*** Opening SUPPLIED RECORDS ***
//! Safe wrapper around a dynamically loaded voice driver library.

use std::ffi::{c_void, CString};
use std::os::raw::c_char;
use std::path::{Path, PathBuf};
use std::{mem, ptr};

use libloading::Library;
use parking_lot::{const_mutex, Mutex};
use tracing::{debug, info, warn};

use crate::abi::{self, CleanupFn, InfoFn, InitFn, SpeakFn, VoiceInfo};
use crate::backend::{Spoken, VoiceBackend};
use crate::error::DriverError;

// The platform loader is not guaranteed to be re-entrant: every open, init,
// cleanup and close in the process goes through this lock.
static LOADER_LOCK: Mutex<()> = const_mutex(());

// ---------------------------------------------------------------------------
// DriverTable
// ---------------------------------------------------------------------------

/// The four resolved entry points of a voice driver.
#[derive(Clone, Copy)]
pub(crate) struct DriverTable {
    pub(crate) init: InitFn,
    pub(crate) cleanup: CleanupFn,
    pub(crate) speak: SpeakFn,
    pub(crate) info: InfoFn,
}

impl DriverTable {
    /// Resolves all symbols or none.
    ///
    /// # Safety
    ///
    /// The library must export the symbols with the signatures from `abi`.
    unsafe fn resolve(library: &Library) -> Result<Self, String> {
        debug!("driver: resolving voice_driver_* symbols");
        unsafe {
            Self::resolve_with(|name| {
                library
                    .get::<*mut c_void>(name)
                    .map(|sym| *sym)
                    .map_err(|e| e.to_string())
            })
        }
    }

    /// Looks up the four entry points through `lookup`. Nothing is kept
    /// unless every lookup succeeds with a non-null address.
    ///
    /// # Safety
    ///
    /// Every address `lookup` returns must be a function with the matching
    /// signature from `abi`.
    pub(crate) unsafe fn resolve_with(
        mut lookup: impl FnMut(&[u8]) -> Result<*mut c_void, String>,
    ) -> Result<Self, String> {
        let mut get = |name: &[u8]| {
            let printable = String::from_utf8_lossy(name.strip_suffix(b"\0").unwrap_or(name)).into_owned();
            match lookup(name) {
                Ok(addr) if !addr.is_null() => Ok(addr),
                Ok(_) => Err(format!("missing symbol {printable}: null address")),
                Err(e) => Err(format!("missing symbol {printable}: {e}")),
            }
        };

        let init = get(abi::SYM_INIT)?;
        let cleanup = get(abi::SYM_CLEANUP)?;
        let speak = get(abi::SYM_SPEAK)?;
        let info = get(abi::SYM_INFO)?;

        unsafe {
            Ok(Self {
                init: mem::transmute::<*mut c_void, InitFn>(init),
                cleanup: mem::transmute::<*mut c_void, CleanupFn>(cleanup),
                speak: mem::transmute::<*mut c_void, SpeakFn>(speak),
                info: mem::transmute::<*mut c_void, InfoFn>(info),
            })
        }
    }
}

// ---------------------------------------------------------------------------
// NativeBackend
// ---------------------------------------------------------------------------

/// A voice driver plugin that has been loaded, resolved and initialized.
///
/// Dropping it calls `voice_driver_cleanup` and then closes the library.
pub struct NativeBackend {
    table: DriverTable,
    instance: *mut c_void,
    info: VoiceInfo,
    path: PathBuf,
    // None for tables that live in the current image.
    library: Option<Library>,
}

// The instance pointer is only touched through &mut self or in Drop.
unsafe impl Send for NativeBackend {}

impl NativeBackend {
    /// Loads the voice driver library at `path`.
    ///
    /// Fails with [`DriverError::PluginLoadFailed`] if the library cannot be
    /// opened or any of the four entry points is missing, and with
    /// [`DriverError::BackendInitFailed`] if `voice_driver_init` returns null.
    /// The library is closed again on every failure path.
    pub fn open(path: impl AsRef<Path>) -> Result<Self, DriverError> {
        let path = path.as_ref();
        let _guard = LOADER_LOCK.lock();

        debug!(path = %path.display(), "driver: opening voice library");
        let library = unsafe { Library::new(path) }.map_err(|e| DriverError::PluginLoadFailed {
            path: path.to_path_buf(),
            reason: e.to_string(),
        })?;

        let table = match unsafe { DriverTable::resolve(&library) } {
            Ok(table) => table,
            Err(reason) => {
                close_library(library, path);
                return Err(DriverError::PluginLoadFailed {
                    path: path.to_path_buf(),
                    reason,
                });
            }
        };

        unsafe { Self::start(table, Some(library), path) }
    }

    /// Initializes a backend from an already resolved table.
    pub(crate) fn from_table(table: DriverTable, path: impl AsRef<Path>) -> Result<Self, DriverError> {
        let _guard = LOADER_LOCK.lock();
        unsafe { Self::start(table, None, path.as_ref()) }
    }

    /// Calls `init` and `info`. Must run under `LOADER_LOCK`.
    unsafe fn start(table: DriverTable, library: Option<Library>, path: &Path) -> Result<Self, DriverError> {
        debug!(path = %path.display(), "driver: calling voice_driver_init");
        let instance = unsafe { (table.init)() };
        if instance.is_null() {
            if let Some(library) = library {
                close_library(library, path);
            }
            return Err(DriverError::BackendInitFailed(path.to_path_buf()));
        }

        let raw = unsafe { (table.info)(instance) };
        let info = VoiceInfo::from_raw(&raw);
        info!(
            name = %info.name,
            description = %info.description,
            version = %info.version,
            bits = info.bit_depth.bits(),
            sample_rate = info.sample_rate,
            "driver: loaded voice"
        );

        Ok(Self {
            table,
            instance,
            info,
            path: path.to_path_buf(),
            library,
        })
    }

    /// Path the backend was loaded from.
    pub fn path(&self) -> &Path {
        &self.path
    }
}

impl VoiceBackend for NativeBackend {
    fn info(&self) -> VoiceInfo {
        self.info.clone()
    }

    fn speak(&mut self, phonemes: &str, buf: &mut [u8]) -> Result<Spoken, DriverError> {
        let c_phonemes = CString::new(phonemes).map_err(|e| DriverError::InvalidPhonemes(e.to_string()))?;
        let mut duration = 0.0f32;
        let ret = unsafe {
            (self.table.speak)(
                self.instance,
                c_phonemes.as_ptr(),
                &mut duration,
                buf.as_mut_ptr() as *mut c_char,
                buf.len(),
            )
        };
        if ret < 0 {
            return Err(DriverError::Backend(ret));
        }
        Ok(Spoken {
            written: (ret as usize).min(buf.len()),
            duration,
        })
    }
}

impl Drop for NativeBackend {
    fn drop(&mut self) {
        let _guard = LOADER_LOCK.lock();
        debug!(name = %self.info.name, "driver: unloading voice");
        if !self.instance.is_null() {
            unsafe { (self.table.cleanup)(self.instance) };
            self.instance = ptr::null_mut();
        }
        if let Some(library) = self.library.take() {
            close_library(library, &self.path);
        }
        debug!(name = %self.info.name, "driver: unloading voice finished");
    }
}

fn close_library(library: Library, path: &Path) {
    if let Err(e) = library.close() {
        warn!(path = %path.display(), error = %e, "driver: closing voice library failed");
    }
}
*** Closing SUPPLIED RECORDS ***
_YOUR TASK_: Copy out all of the records above with nothing altered.

_ANSWER BELOW_:
//! Safe wrapper around a dynamically loaded voice driver library.

use std::ffi::{c_void, CString};
use std::os::raw::c_char;
use std::path::{Path, PathBuf};
use std::{mem, ptr};

use libloading::Library;
use parking_lot::{const_mutex, Mutex};
use tracing::{debug, info, warn};

use crate::abi::{self, CleanupFn, InfoFn, InitFn, SpeakFn, VoiceInfo};
use crate::backend::{Spoken, VoiceBackend};
use crate::error::DriverError;

// The platform loader is not guaranteed to be re-entrant: every open, init,
// cleanup and close in the process goes through this lock.
static LOADER_LOCK: Mutex<()> = const_mutex(());

// ---------------------------------------------------------------------------
// DriverTable
// ---------------------------------------------------------------------------

/// The four resolved entry points of a voice driver.
#[derive(Clone, Copy)]
pub(crate) struct DriverTable {
    pub(crate) init: InitFn,
    pub(crate) cleanup: CleanupFn,
    pub(crate) speak: SpeakFn,
    pub(crate) info: InfoFn,
}

impl DriverTable {
    /// Resolves all symbols or none.
    ///
    /// # Safety
    ///
    /// The library must export the symbols with the signatures from `abi`.
    unsafe fn resolve(library: &Library) -> Result<Self, String> {
        debug!("driver: resolving voice_driver_* symbols");
        unsafe {
            Self::resolve_with(|name| {
                library
                    .get::<*mut c_void>(name)
                    .map(|sym| *sym)
                    .map_err(|e| e.to_string())
            })
        }
    }

    /// Looks up the four entry points through `lookup`. Nothing is kept
    /// unless every lookup succeeds with a non-null address.
    ///
    /// # Safety
    ///
    /// Every address `lookup` returns must be a function with the matching
    /// signature from `abi`.
    pub(crate) unsafe fn resolve_with(
        mut lookup: impl FnMut(&[u8]) -> Result<*mut c_void, String>,
    ) -> Result<Self, String> {
        let mut get = |name: &[u8]| {
            let printable = String::from_utf8_lossy(name.strip_suffix(b"\0").unwrap_or(name)).into_owned();
            match lookup(name) {
                Ok(addr) if !addr.is_null() => Ok(addr),
                Ok(_) => Err(format!("missing symbol {printable}: null address")),
                Err(e) => Err(format!("missing symbol {printable}: {e}")),
            }
        };

        let init = get(abi::SYM_INIT)?;
        let cleanup = get(abi::SYM_CLEANUP)?;
        let speak = get(abi::SYM_SPEAK)?;
        let info = get(abi::SYM_INFO)?;

        unsafe {
            Ok(Self {
                init: mem::transmute::<*mut c_void, InitFn>(init),
                cleanup: mem::transmute::<*mut c_void, CleanupFn>(cleanup),
                speak: mem::transmute::<*mut c_void, SpeakFn>(speak),
                info: mem::transmute::<*mut c_void, InfoFn>(info),
            })
        }
    }
}

// ---------------------------------------------------------------------------
// NativeBackend
// ---------------------------------------------------------------------------

/// A voice driver plugin that has been loaded, resolved and initialized.
///
/// Dropping it calls `voice_driver_cleanup` and then closes the library.
pub struct NativeBackend {
    table: DriverTable,
    instance: *mut c_void,
    info: VoiceInfo,
    path: PathBuf,
    // None for tables that live in the current image.
    library: Option<Library>,
}

// The instance pointer is only touched through &mut self or in Drop.
unsafe impl Send for NativeBackend {}

impl NativeBackend {
    /// Loads the voice driver library at `path`.
    ///
    /// Fails with [`DriverError::PluginLoadFailed`] if the library cannot be
    /// opened or any of the four entry points is missing, and with
    /// [`DriverError::BackendInitFailed`] if `voice_driver_init` returns null.
    /// The library is closed again on every failure path.
    pub fn open(path: impl AsRef<Path>) -> Result<Self, DriverError> {
        let path = path.as_ref();
        let _guard = LOADER_LOCK.lock();

        debug!(path = %path.display(), "driver: opening voice library");
        let library = unsafe { Library::new(path) }.map_err(|e| DriverError::PluginLoadFailed {
            path: path.to_path_buf(),
            reason: e.to_string(),
        })?;

        let table = match unsafe { DriverTable::resolve(&library) } {
            Ok(table) => table,
            Err(reason) => {
                close_library(library, path);
                return Err(DriverError::PluginLoadFailed {
                    path: path.to_path_buf(),
                    reason,
                });
            }
        };

        unsafe { Self::start(table, Some(library), path) }
    }

    /// Initializes a backend from an already resolved table.
    pub(crate) fn from_table(table: DriverTable, path: impl AsRef<Path>) -> Result<Self, DriverError> {
        let _guard = LOADER_LOCK.lock();
        unsafe { Self::start(table, None, path.as_ref()) }
    }

    /// Calls `init` and `info`. Must run under `LOADER_LOCK`.
    unsafe fn start(table: DriverTable, library: Option<Library>, path: &Path) -> Result<Self, DriverError> {
        debug!(path = %path.display(), "driver: calling voice_driver_init");
        let instance = unsafe { (table.init)() };
        if instance.is_null() {
            if let Some(library) = library {
                close_library(library, path);
            }
            return Err(DriverError::BackendInitFailed(path.to_path_buf()));
        }

        let raw = unsafe { (table.info)(instance) };
        let info = VoiceInfo::from_raw(&raw);
        info!(
            name = %info.name,
            description = %info.description,
            version = %info.version,
            bits = info.bit_depth.bits(),
            sample_rate = info.sample_rate,
            "driver: loaded voice"
        );

        Ok(Self {
            table,
            instance,
            info,
            path: path.to_path_buf(),
            library,
        })
    }

    /// Path the backend was loaded from.
    pub fn path(&self) -> &Path {
        &self.path
    }
}

impl VoiceBackend for NativeBackend {
    fn info(&self) -> VoiceInfo {
        self.info.clone()
    }

    fn speak(&mut self, phonemes: &str, buf: &mut [u8]) -> Result<Spoken, DriverError> {
        let c_phonemes = CString::new(phonemes).map_err(|e| DriverError::InvalidPhonemes(e.to_string()))?;
        let mut duration = 0.0f32;
        let ret = unsafe {
            (self.table.speak)(
                self.instance,
                c_phonemes.as_ptr(),
                &mut duration,
                buf.as_mut_ptr() as *mut c_char,
                buf.len(),
            )
        };
        if ret < 0 {
            return Err(DriverError::Backend(ret));
        }
        Ok(Spoken {
            written: (ret as usize).min(buf.len()),
            duration,
        })
    }
}

impl Drop for NativeBackend {
    fn drop(&mut self) {
        let _guard = LOADER_LOCK.lock();
        debug!(name = %self.info.name, "driver: unloading voice");
        if !self.instance.is_null() {
            unsafe { (self.table.cleanup)(self.instance) };
            self.instance = ptr::null_mut();
        }
        if let Some(library) = self.library.take() {
            close_library(library, &self.path);
        }
        debug!(name = %self.info.name, "driver: unloading voice finished");
    }
}

fn close_library(library: Library, path: &Path) {
    if let Err(e) = library.close() {
        warn!(path = %path.display(), error = %e, "driver: closing voice library failed");
    }
}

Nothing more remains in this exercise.